The turbine engine is comprised of a wide range of component materials with varied exposure temperatures, failure modes and usage. Also, the gas-turbine environment is characterized by high temperatures, high centripetal accelerations on rotating elements, and is often surrounded by highly conductive metallic materials. This complicates the introduction of sensors to monitor the real-time condition of the components, including critical elements such as rotating disks and blades. Current state of the art processes for obtaining design data from rotating components, such as rotating blades, involves modifying disks and rotors in order to route the lead wires from the blades to slip rings or telemetry systems located at the end of the rotor, which has lower temperature and centrifugal loads than the blade. Disks and rotors are expensive and long lead time turbine components. The modifications can often lead to reductions in rotor life of several orders of magnitude. Changing a rotor costs millions of dollars, and requires that a turbine engine be fully disassembled, requiring an outage that may be more than a month long. A power company will typically lose about one million dollars per day when a turbine is not generating electricity. For this reason, long outages are not desirable.
Surface mapping techniques, such as infrared and microwave interrogation techniques, may be used to obtain real time information from rotating components in compressor and turbine sections of the turbine without the need to modify disks and rotors. For example, infrared cameras may be used to acquire temperature mapping data of various components including rotating blades and stationary vanes. In addition, non-intrusive stress measurement systems, also known as blade tip-timing measurement, provide interrogation techniques for measuring deflection or vibrational modes of rotating blades using electromagnetic radiation, often infrared or microwave. However, without local calibration, the sensitivity and accuracy of such surface measurement techniques is not sufficient.
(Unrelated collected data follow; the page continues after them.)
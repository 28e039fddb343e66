//! Partner organization commands

use partnerhub_common::validation::ValidationError;
use partnerhub_domain::constants::COMPONENT_ORGANIZATIONS;
use partnerhub_domain::{
    Organization, OrganizationFilters, OrganizationInput, Page, PageRequest, Result,
};

use super::{required, validation_failed};
use crate::context::AppContext;
use crate::utils::execute_command;

/// One page of organizations matching `filters`
pub async fn list_organizations(
    ctx: &AppContext,
    filters: OrganizationFilters,
    page: PageRequest,
) -> Result<Page<Organization>> {
    execute_command("organizations::list", || async {
        let scope = ctx.scope(COMPONENT_ORGANIZATIONS);
        let response = ctx.organizations.list(&filters, page, &scope).await?;
        Ok(Page::from_response(response, &page))
    })
    .await
}

pub async fn get_organization(ctx: &AppContext, id: &str) -> Result<Organization> {
    execute_command("organizations::get", || async {
        let id = required("organization id", id)?;
        ctx.organizations.get(id, &ctx.scope(COMPONENT_ORGANIZATIONS)).await
    })
    .await
}

/// Create an organization after local validation of `input`
pub async fn create_organization(
    ctx: &AppContext,
    input: OrganizationInput,
) -> Result<Organization> {
    execute_command("organizations::create", || async {
        validate_input(&input)?;
        ctx.organizations.create(&input, &ctx.scope(COMPONENT_ORGANIZATIONS)).await
    })
    .await
}

pub async fn update_organization(
    ctx: &AppContext,
    id: &str,
    input: OrganizationInput,
) -> Result<Organization> {
    execute_command("organizations::update", || async {
        let id = required("organization id", id)?;
        validate_input(&input)?;
        ctx.organizations.update(id, &input, &ctx.scope(COMPONENT_ORGANIZATIONS)).await
    })
    .await
}

pub async fn delete_organization(ctx: &AppContext, id: &str) -> Result<()> {
    execute_command("organizations::delete", || async {
        let id = required("organization id", id)?;
        ctx.organizations.delete(id, &ctx.scope(COMPONENT_ORGANIZATIONS)).await
    })
    .await
}

fn validate_input(input: &OrganizationInput) -> Result<()> {
    let mut errors = ValidationError::new();
    if input.name.trim().is_empty() {
        errors.add_error_with_code("name", "Organization name is required", "required");
    }
    if let Some(email) = input.email.as_deref().filter(|e| !e.trim().is_empty()) {
        if !email.contains('@') {
            let message = format!("Invalid email address: {email}");
            errors.add_error_with_code("email", message, "format");
        }
    }
    errors.into_result(()).map_err(validation_failed)
}

#[cfg(test)]
mod tests {
    use partnerhub_domain::PartnerHubError;

    use super::*;

    #[test]
    fn input_requires_name() {
        let err = validate_input(&OrganizationInput::default()).unwrap_err();
        assert_eq!(err, PartnerHubError::Validation("Organization name is required".into()));
    }

    #[test]
    fn input_reports_every_violation() {
        let input = OrganizationInput {
            name: "  ".into(),
            email: Some("not-an-email".into()),
            ..Default::default()
        };
        let Err(PartnerHubError::Validation(message)) = validate_input(&input) else {
            panic!("expected validation error");
        };
        assert_eq!(message.lines().count(), 2);
    }

    #[test]
    fn blank_email_is_ignored() {
        let input = OrganizationInput {
            name: "LAPO".into(),
            email: Some(" ".into()),
            ..Default::default()
        };
        assert!(validate_input(&input).is_ok());
    }
}
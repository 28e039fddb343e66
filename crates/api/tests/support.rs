//! Shared fixtures for the command suites

#![allow(dead_code)]

use std::sync::Arc;

use partnerhub_app::AppContext;
use partnerhub_common::auth::{MemorySessionStore, Session};
use partnerhub_domain::{ApiConfig, AuthConfig, Config, FetchConfig};
use serde_json::{json, Value};
use wiremock::MockServer;

pub const ACCESS_TOKEN: &str = "access-1";
pub const REFRESH_TOKEN: &str = "refresh-1";
pub const ANON_KEY: &str = "anon-key";

/// Config pointing both services at `server`, with fast fetch timings
pub fn test_config(server: &MockServer) -> Config {
    Config {
        api: ApiConfig {
            base_url: format!("{}/functions/v1", server.uri()),
            anon_key: Some(ANON_KEY.to_string()),
        },
        auth: AuthConfig {
            url: format!("{}/auth/v1", server.uri()),
            refresh_threshold_seconds: 60,
        },
        fetch: FetchConfig {
            timeout_ms: 5_000,
            retry_count: 0,
            retry_backoff_ms: 10,
            ..FetchConfig::default()
        },
        ..Config::default()
    }
}

/// Context with no stored session
pub async fn signed_out_context(server: &MockServer) -> AppContext {
    let ctx = AppContext::new(test_config(server), Arc::new(MemorySessionStore::new()))
        .expect("context should wire");
    ctx.initialize().await.expect("empty store loads");
    ctx
}

/// Context restored from a stored session that expires in `expires_in`
/// seconds
pub async fn context_with_session(server: &MockServer, expires_in: i64) -> AppContext {
    let session =
        Session::new(ACCESS_TOKEN.to_string(), Some(REFRESH_TOKEN.to_string()), expires_in);
    let store = Arc::new(MemorySessionStore::with_session(session));
    let ctx = AppContext::new(test_config(server), store).expect("context should wire");
    assert!(ctx.initialize().await.expect("session loads"));
    ctx
}

pub async fn signed_in_context(server: &MockServer) -> AppContext {
    context_with_session(server, 3_600).await
}

pub fn organization_json(id: &str, name: &str) -> Value {
    json!({ "id": id, "name": name, "state": "Lagos", "partner_id": format!("P-{id}") })
}

pub fn sale_json(id: &str, state: &str, quantity: u32) -> Value {
    json!({
        "id": id,
        "state": state,
        "quantity": quantity,
        "organization_id": format!("org-{state}"),
        "amount": 100.0 * f64::from(quantity)
    })
}

/// Number of requests `server` has received
pub async fn request_count(server: &MockServer) -> usize {
    server.received_requests().await.map_or(0, |requests| requests.len())
}
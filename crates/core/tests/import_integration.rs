//! Integration tests for the CSV import workflow
//!
//! Local validation must report every violation at once and keep rejected
//! files away from the upload endpoint.

mod support;

use std::sync::Arc;

use partnerhub_core::import::{codes, generate_template, REQUIRED_HEADERS};
use partnerhub_core::{ImportError, ImportService, RequestScope};
use partnerhub_domain::PartnerHubError;
use support::ports::RecordingImportPort;

fn row(partner_id: &str, customer: &str) -> String {
    REQUIRED_HEADERS
        .iter()
        .map(|header| match *header {
            "Partner ID" => partner_id.to_string(),
            "Customer" => customer.to_string(),
            _ => "value".to_string(),
        })
        .collect::<Vec<_>>()
        .join(",")
}

fn service() -> (ImportService, Arc<RecordingImportPort>) {
    let port = Arc::new(RecordingImportPort::default());
    (ImportService::new(Arc::clone(&port) as _), port)
}

#[tokio::test]
async fn every_violation_reported_before_upload() {
    let content = [
        REQUIRED_HEADERS.join(","),
        row("", "Missing One"),
        row("P-7", "First"),
        row("P-7", "Second"),
        row("  ", "Missing Two"),
    ]
    .join("\n");
    let (service, port) = service();

    let err = service
        .import_file("partners.csv", content.as_bytes(), &RequestScope::new("csv_import"))
        .await
        .expect_err("import must be rejected");

    let ImportError::Rejected(validation) = &err else {
        panic!("expected local rejection, got {err:?}");
    };
    assert_eq!(validation.error_count(), 3);
    let missing = validation.errors_with_code(codes::MISSING_PARTNER_ID);
    assert_eq!(missing.len(), 2);
    assert!(missing[0].message.contains("Row 2"));
    assert!(missing[1].message.contains("Row 5"));
    let duplicates = validation.errors_with_code(codes::DUPLICATE_PARTNER_ID);
    assert_eq!(duplicates.len(), 1);
    assert!(duplicates[0].message.contains("rows 3, 4"));

    assert_eq!(port.uploads(), 0);
}

#[tokio::test]
async fn wrong_file_type_never_uploads() {
    let (service, port) = service();

    let err = service
        .import_file("partners.xlsx", b"anything", &RequestScope::new("csv_import"))
        .await
        .expect_err("rejected");

    assert_eq!(err.violations()[0].code.as_deref(), Some(codes::INVALID_EXTENSION));
    assert_eq!(port.uploads(), 0);
}

#[tokio::test]
async fn valid_file_is_uploaded_once() {
    let content = [REQUIRED_HEADERS.join(","), row("P-1", "Ada"), String::new(), row("P-2", "Obi")]
        .join("\n");
    let (service, port) = service();

    let summary = service
        .import_file("partners.csv", content.as_bytes(), &RequestScope::new("csv_import"))
        .await
        .expect("import succeeds");

    assert_eq!(port.uploads(), 1);
    assert_eq!(summary.summary.total_rows, 2);
    let rows = port.uploaded_rows();
    assert_eq!(rows[1]["Partner ID"], "P-2");
    assert_eq!(rows[1]["Customer"], "Obi");
}

#[tokio::test]
async fn template_is_accepted_by_importer() {
    let (service, port) = service();
    let template = generate_template().expect("template");

    service
        .import_file("template.csv", template.as_bytes(), &RequestScope::new("csv_import"))
        .await
        .expect("template imports");

    assert_eq!(port.uploads(), 1);
}

#[test]
fn rejection_maps_to_validation_error() {
    let (service, _) = service();
    let err = service.validate("partners.csv", b"Partner ID\n").expect_err("rejected");

    let mapped = PartnerHubError::from(err);
    assert!(matches!(mapped, PartnerHubError::Validation(ref msg) if msg.contains("Missing required column")));
}
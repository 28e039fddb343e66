//! Session token types

use std::fmt;

use chrono::{DateTime, Utc};
use serde::{Deserialize, Serialize};
use thiserror::Error;

/// Authenticated session issued by the backend's auth service
#[derive(Clone, PartialEq, Eq, Serialize, Deserialize)]
pub struct Session {
    /// JWT access token sent as `Authorization: Bearer`
    pub access_token: String,

    /// Refresh token; absent for sessions that cannot be renewed
    #[serde(default, skip_serializing_if = "Option::is_none")]
    pub refresh_token: Option<String>,

    /// Absolute expiration timestamp (UTC)
    pub expires_at: DateTime<Utc>,

    #[serde(default, skip_serializing_if = "Option::is_none")]
    pub user_id: Option<String>,
}

impl Session {
    /// Create a session that expires `expires_in` seconds from now
    #[must_use]
    pub fn new(access_token: String, refresh_token: Option<String>, expires_in: i64) -> Self {
        Self {
            access_token,
            refresh_token,
            expires_at: Utc::now() + chrono::Duration::seconds(expires_in),
            user_id: None,
        }
    }

    #[must_use]
    pub fn with_user_id(mut self, user_id: impl Into<String>) -> Self {
        self.user_id = Some(user_id.into());
        self
    }

    /// `true` if the access token is expired or will expire within
    /// `threshold_seconds`
    #[must_use]
    pub fn is_expired(&self, threshold_seconds: i64) -> bool {
        Utc::now() + chrono::Duration::seconds(threshold_seconds) >= self.expires_at
    }

    #[must_use]
    pub fn seconds_until_expiry(&self) -> i64 {
        (self.expires_at - Utc::now()).num_seconds()
    }
}

impl fmt::Debug for Session {
    fn fmt(&self, f: &mut fmt::Formatter<'_>) -> fmt::Result {
        f.debug_struct("Session")
            .field("access_token", &"<redacted>")
            .field("refresh_token", &self.refresh_token.as_ref().map(|_| "<redacted>"))
            .field("expires_at", &self.expires_at)
            .field("user_id", &self.user_id)
            .finish()
    }
}

/// Error type for token operations
///
/// `Clone` so a single refresh outcome can be shared by every waiter.
#[derive(Debug, Clone, PartialEq, Eq, Error)]
pub enum TokenError {
    /// No session loaded (never signed in, or signed out)
    #[error("Not authenticated (no session)")]
    NotAuthenticated,

    /// Session has no refresh token and its access token expired
    #[error("No refresh token available")]
    NoRefreshToken,

    /// Auth service rejected the refresh token; the session was cleared
    #[error("Session revoked: {0}")]
    SessionRevoked(String),

    /// Refresh failed for a reason that may go away (network, 5xx)
    #[error("Token refresh failed: {0}")]
    RefreshFailed(String),

    /// Session store operation failed
    #[error("Session store error: {0}")]
    Store(String),
}
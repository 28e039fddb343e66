//! Scriptable [`ListSource`] over organizations

use std::collections::VecDeque;
use std::sync::Arc;

use async_trait::async_trait;
use parking_lot::Mutex;
use partnerhub_common::tracking::RequestTracker;
use partnerhub_core::{ListSource, RequestScope};
use partnerhub_domain::{
    ApiResponse, CancelReason, Organization, OrganizationFilters, PageRequest, PartnerHubError,
    Result,
};
use tokio::sync::Notify;

/// Lets a test hold a fetch open until it decides to release it
#[derive(Default)]
pub struct Gate {
    pub started: Notify,
    pub release: Notify,
}

pub struct ScriptedSource {
    component: &'static str,
    responses: Mutex<VecDeque<Result<ApiResponse<Organization>>>>,
    calls: Arc<Mutex<Vec<(OrganizationFilters, PageRequest)>>>,
    gate: Option<Arc<Gate>>,
    tracker: Option<Arc<RequestTracker>>,
}

impl ScriptedSource {
    pub fn new(component: &'static str) -> Self {
        Self {
            component,
            responses: Mutex::new(VecDeque::new()),
            calls: Arc::new(Mutex::new(Vec::new())),
            gate: None,
            tracker: None,
        }
    }

    /// Queue the result of the next fetch
    pub fn respond(self, result: Result<ApiResponse<Organization>>) -> Self {
        self.responses.lock().push_back(result);
        self
    }

    /// Hold every fetch until the gate is released
    pub fn gated(mut self) -> (Self, Arc<Gate>) {
        let gate = Arc::new(Gate::default());
        self.gate = Some(Arc::clone(&gate));
        (self, gate)
    }

    /// Register every fetch with `tracker` the way the HTTP client does
    pub fn tracked(mut self, tracker: Arc<RequestTracker>) -> Self {
        self.tracker = Some(tracker);
        self
    }

    /// Recorded `(filters, page)` pairs, shared with the source
    pub fn calls(&self) -> Arc<Mutex<Vec<(OrganizationFilters, PageRequest)>>> {
        Arc::clone(&self.calls)
    }
}

#[async_trait]
impl ListSource for ScriptedSource {
    type Item = Organization;
    type Filters = OrganizationFilters;

    fn component(&self) -> &'static str {
        self.component
    }

    async fn fetch(
        &self,
        filters: &OrganizationFilters,
        page: PageRequest,
        scope: &RequestScope,
    ) -> Result<ApiResponse<Organization>> {
        self.calls.lock().push((filters.clone(), page));

        let token = scope.token().child_token();
        let _guard = self.tracker.as_ref().map(|tracker| {
            tracker.track(
                format!("GET /organizations?offset={}", page.offset()),
                token.clone(),
                scope.component().to_string(),
                "/organizations",
            )
        });

        if let Some(gate) = &self.gate {
            gate.started.notify_one();
            tokio::select! {
                () = token.cancelled() => {
                    return Err(PartnerHubError::Cancelled(CancelReason::Aborted));
                }
                () = gate.release.notified() => {}
            }
        }

        self.responses.lock().pop_front().unwrap_or_else(|| Ok(ApiResponse::ok(Vec::new(), None)))
    }
}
Wireless telemetry systems, including point sensors mounted directly on a turbine component, may provide more accurate measurement of component temperature and vibrations. However, such systems provide information for only the point location where they reside, and only for the component on which they are located. Embodiments of the invention disclosed and claimed herein may comprise a diagnostic system that combines the high fidelity data obtained by the point sensors with the broad area data associated with the same components and obtained simultaneously by surface measurement techniques. Calibration of the surface measurement techniques via point sensors located in the field of view on the same components may result in high fidelity data being obtained from a large surface area of the turbine components. The data retrieved from turbine components with such wireless point sensors has not previously been combined with that obtained via non-intrusive diagnostic equipment in order to provide more accurate surface mapping techniques.